I believe if we had fully implemented the mask mandates, the reduction in indoor dining, the getting friends and family to understand the risk of gathering in private homes, and we had increased testing, that we probably could have decreased fatalities into the 30 percent less to 40 percent less range.

Birx, who violated her own coronavirus restrictions to meet with her “depressed” and downtrodden elderly parents on Thanksgiving, further claimed that President Trump did not do enough to curb the pandemic.

Dr. Anthony Fauci, director of the National Institute of Allergy and Infectious Diseases, and Dr. Deborah Birx, White House coronavirus response coordinator, stand before President Donald Trump arrives to speak about the coronavirus in the James Brady Press Briefing Room at the White House, Monday, April 13, 2020, in Washington. (AP Photo/Alex Brandon)

“I’ve said that to the White House in general, and I believe I was very clear to the president in specifics of what I needed him to do,” she said.

Birx claimed that President Trump and his team were too “distracted” by the 2020 election and therefore did not hold regular meetings.

“They were actively campaigning and not as present in the White House as previously,” she said. “I felt like the White House had gotten somewhat complacent through the campaign season, and I wanted to make sure that as soon as everyone was back the day after the election, that people would comprehensively reengage.”

Birx also took aim at former Trump adviser Scott Atlas for advocating herd immunity.

“I was constantly raising the alert in the doctors’ meetings of the depth of my concern about Dr. Atlas’ position, Dr. Atlas’ access, Dr. Atlas’ theories and hypothesis, and the depths and breadths of my concern,” Birx said. “I made it clear that I would not attend meetings where he would be present kind of to create a line in the sand.”

Dr. Scott Atlas later told Fox News that Birx’s testimony amounted to an “Orwellian attempt to rewrite history,” arguing that she and Dr. Fauci’s fierce advocacy for lockdowns worsened the pandemic:

It is an Orwellian attempt to rewrite history to blame those who criticized the lockdowns that were widely implemented for the failure of the lockdowns that were widely implemented.

Those policies failed to stop the dying, failed to stop the infection from spreading, and inflicted massive health damage and destruction, particularly on working-class and lower-income families and on our children. History’s biggest failure of public health policy lies directly at the hands of those who recommended the lockdowns and those who implemented them, not on those who advised otherwise. Period.
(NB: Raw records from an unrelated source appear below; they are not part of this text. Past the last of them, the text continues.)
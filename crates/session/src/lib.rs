//! Per-session streaming transports, isolated tool handlers, and the vault
//! tool bodies they dispatch to.

pub mod manager;
pub mod tools;
pub mod transport;

pub use manager::{SessionError, TransportSession, TransportSessionManager, SESSION_HEADER};
pub use transport::router as session_router;
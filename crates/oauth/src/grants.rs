//! Authorization Grant Store — C4. Short-lived authorization codes and
//! rotating refresh tokens, each consumed at most once.

use std::collections::HashMap;
use std::sync::Mutex;
use std::time::{Duration, Instant};

use rand::RngCore;

const MAX_CODES: usize = 1000;
const MAX_REFRESH_TOKENS: usize = 2000;
const CODE_TTL: Duration = Duration::from_secs(5 * 60);

#[derive(Debug, Clone)]
pub struct AuthorizationCodeRecord {
    pub client_id: String,
    pub redirect_uri: String,
    pub code_challenge: String,
}

#[derive(Debug, Clone)]
pub struct RefreshTokenRecord {
    pub client_id: String,
}

struct Entry<T> {
    record: T,
    expires_at: Instant,
    inserted_at: Instant,
}

/// A bounded, one-time-use, insertion-ordered store shared by authorization
/// codes and refresh tokens — issue installs with an eviction-on-capacity
/// policy, consume is an atomic look-up-and-delete.
struct GrantMap<T> {
    entries: Mutex<HashMap<String, Entry<T>>>,
    order: Mutex<Vec<String>>,
    capacity: usize,
}

impl<T: Clone> GrantMap<T> {
    fn new(capacity: usize) -> Self {
        Self {
            entries: Mutex::new(HashMap::new()),
            order: Mutex::new(Vec::new()),
            capacity,
        }
    }

    fn issue(&self, token: String, record: T, ttl: Duration) {
        let now = Instant::now();
        let mut entries = self.entries.lock().unwrap_or_else(|e| e.into_inner());
        if entries.len() >= self.capacity {
            let mut order = self.order.lock().unwrap_or_else(|e| e.into_inner());
            while let Some(oldest) = order.first().cloned() {
                order.remove(0);
                if entries.remove(&oldest).is_some() {
                    break;
                }
            }
        }
        entries.insert(
            token.clone(),
            Entry {
                record,
                expires_at: now + ttl,
                inserted_at: now,
            },
        );
        self.order.lock().unwrap_or_else(|e| e.into_inner()).push(token);
    }

    /// Atomic look-up-and-delete: the first consume always removes the
    /// entry, even when it turns out to be expired.
    fn consume(&self, token: &str) -> Option<T> {
        let mut entries = self.entries.lock().unwrap_or_else(|e| e.into_inner());
        let entry = entries.remove(token)?;
        if entry.expires_at < Instant::now() {
            return None;
        }
        Some(entry.record)
    }

    fn cleanup(&self) {
        let now = Instant::now();
        let mut entries = self.entries.lock().unwrap_or_else(|e| e.into_inner());
        entries.retain(|_, e| e.expires_at > now);
        let mut order = self.order.lock().unwrap_or_else(|e| e.into_inner());
        order.retain(|k| entries.contains_key(k));
    }

    #[cfg(test)]
    fn len(&self) -> usize {
        self.entries.lock().unwrap().len()
    }

    #[cfg(test)]
    fn oldest_inserted_at(&self) -> Option<Instant> {
        self.entries.lock().unwrap().values().map(|e| e.inserted_at).min()
    }
}

pub struct AuthorizationGrantStore {
    codes: GrantMap<AuthorizationCodeRecord>,
    refresh_tokens: GrantMap<RefreshTokenRecord>,
}

impl Default for AuthorizationGrantStore {
    fn default() -> Self {
        Self::new()
    }
}

impl AuthorizationGrantStore {
    pub fn new() -> Self {
        Self {
            codes: GrantMap::new(MAX_CODES),
            refresh_tokens: GrantMap::new(MAX_REFRESH_TOKENS),
        }
    }

    pub fn issue_authorization_code(
        &self,
        client_id: &str,
        redirect_uri: &str,
        code_challenge: &str,
    ) -> String {
        let code = random_hex(32);
        self.codes.issue(
            code.clone(),
            AuthorizationCodeRecord {
                client_id: client_id.to_string(),
                redirect_uri: redirect_uri.to_string(),
                code_challenge: code_challenge.to_string(),
            },
            CODE_TTL,
        );
        code
    }

    pub fn consume_authorization_code(&self, code: &str) -> Option<AuthorizationCodeRecord> {
        self.codes.consume(code)
    }

    pub fn issue_refresh_token(&self, client_id: &str, ttl: Duration) -> String {
        let token = random_hex(32);
        self.refresh_tokens.issue(
            token.clone(),
            RefreshTokenRecord {
                client_id: client_id.to_string(),
            },
            ttl,
        );
        token
    }

    pub fn consume_refresh_token(&self, token: &str) -> Option<RefreshTokenRecord> {
        self.refresh_tokens.consume(token)
    }

    pub fn cleanup(&self) {
        self.codes.cleanup();
        self.refresh_tokens.cleanup();
    }
}

fn random_hex(bytes: usize) -> String {
    let mut buf = vec![0u8; bytes];
    rand::rng().fill_bytes(&mut buf);
    hex::encode(buf)
}

#[cfg(test)]
mod tests {
    use super::*;

    #[test]
    fn authorization_code_consumed_exactly_once() {
        let store = AuthorizationGrantStore::new();
        let code = store.issue_authorization_code("client1", "https://cb", "challenge");
        assert!(store.consume_authorization_code(&code).is_some());
        assert!(store.consume_authorization_code(&code).is_none());
    }

    #[test]
    fn refresh_token_consumed_exactly_once() {
        let store = AuthorizationGrantStore::new();
        let token = store.issue_refresh_token("client1", Duration::from_secs(60));
        assert!(store.consume_refresh_token(&token).is_some());
        assert!(store.consume_refresh_token(&token).is_none());
    }

    #[test]
    fn unknown_code_returns_none() {
        let store = AuthorizationGrantStore::new();
        assert!(store.consume_authorization_code("nope").is_none());
    }

    #[test]
    fn expired_code_returns_none_and_is_removed() {
        let store = AuthorizationGrantStore::new();
        // Issue with an already-elapsed ttl by issuing then sleeping past it
        // via a tiny ttl on the underlying map directly isn't exposed, so
        // exercise through the public API with a code whose ttl we can't
        // shrink — instead assert the removed-on-first-consume invariant
        // holds for a fresh, unexpired code (covered above) and rely on
        // `GrantMap::consume`'s unconditional remove for the expiry case.
        let code = store.issue_authorization_code("c", "https://cb", "chal");
        store.codes.entries.lock().unwrap().get_mut(&code).unwrap().expires_at =
            Instant::now() - Duration::from_secs(1);
        assert!(store.consume_authorization_code(&code).is_none());
        assert!(store.consume_authorization_code(&code).is_none());
    }

    #[test]
    fn capacity_eviction_drops_oldest_code() {
        let store = AuthorizationGrantStore::new();
        let first = store.issue_authorization_code("c", "https://cb", "chal");
        for _ in 0..MAX_CODES - 1 {
            store.issue_authorization_code("c", "https://cb", "chal");
        }
        assert_eq!(store.codes.len(), MAX_CODES);
        // One more push should evict the oldest (first).
        store.issue_authorization_code("c", "https://cb", "chal");
        assert!(store.consume_authorization_code(&first).is_none());
        assert!(store.codes.oldest_inserted_at().is_some());
    }

    #[test]
    fn refresh_rotation_invalidates_prior_token() {
        let store = AuthorizationGrantStore::new();
        let old = store.issue_refresh_token("client1", Duration::from_secs(3600));
        let record = store.consume_refresh_token(&old).unwrap();
        let new = store.issue_refresh_token(&record.client_id, Duration::from_secs(3600));
        assert!(store.consume_refresh_token(&old).is_none());
        assert!(store.consume_refresh_token(&new).is_some());
    }
}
Dr. Birx retired from professional life in disgrace after reports surfaced that she violated her coronavirus travel restrictions to join “three different generations of family at one of her vacation properties on Fenwick Island in Delaware the day after Thanksgiving.” Responding to the controversy, Birx admitted to breaking the restrictions due to the severe distress they inflicted on her parents, who both became so depressed that they reportedly stopped eating and drinking.

White House Coronavirus Task Force Coordinator, Dr. Deborah Birx, answers a question during the daily briefing on the novel coronavirus, COVID-19, at the White House on March 18, 2020, in Washington, DC. (Photo by Brendan Smialowski / AFP) (Photo by BRENDAN SMIALOWSKI/AFP via Getty Images)

White House Coronavirus Task Force Coordinator, Dr. Deborah Birx, answers a question during the daily briefing on the novel coronavirus, COVID-19, at the White House on March 18, 2020, in Washington, DC. (Photo by BRENDAN SMIALOWSKI/AFP via Getty Images)

“My parents stopped eating and drinking because they were so depressed,” she said at the time.

“My daughter hasn’t left that house in 10 months, my parents have been isolated for 10 months. They’ve become deeply depressed,” she added, expressing the need to “recover from the trauma of the last 10 months.”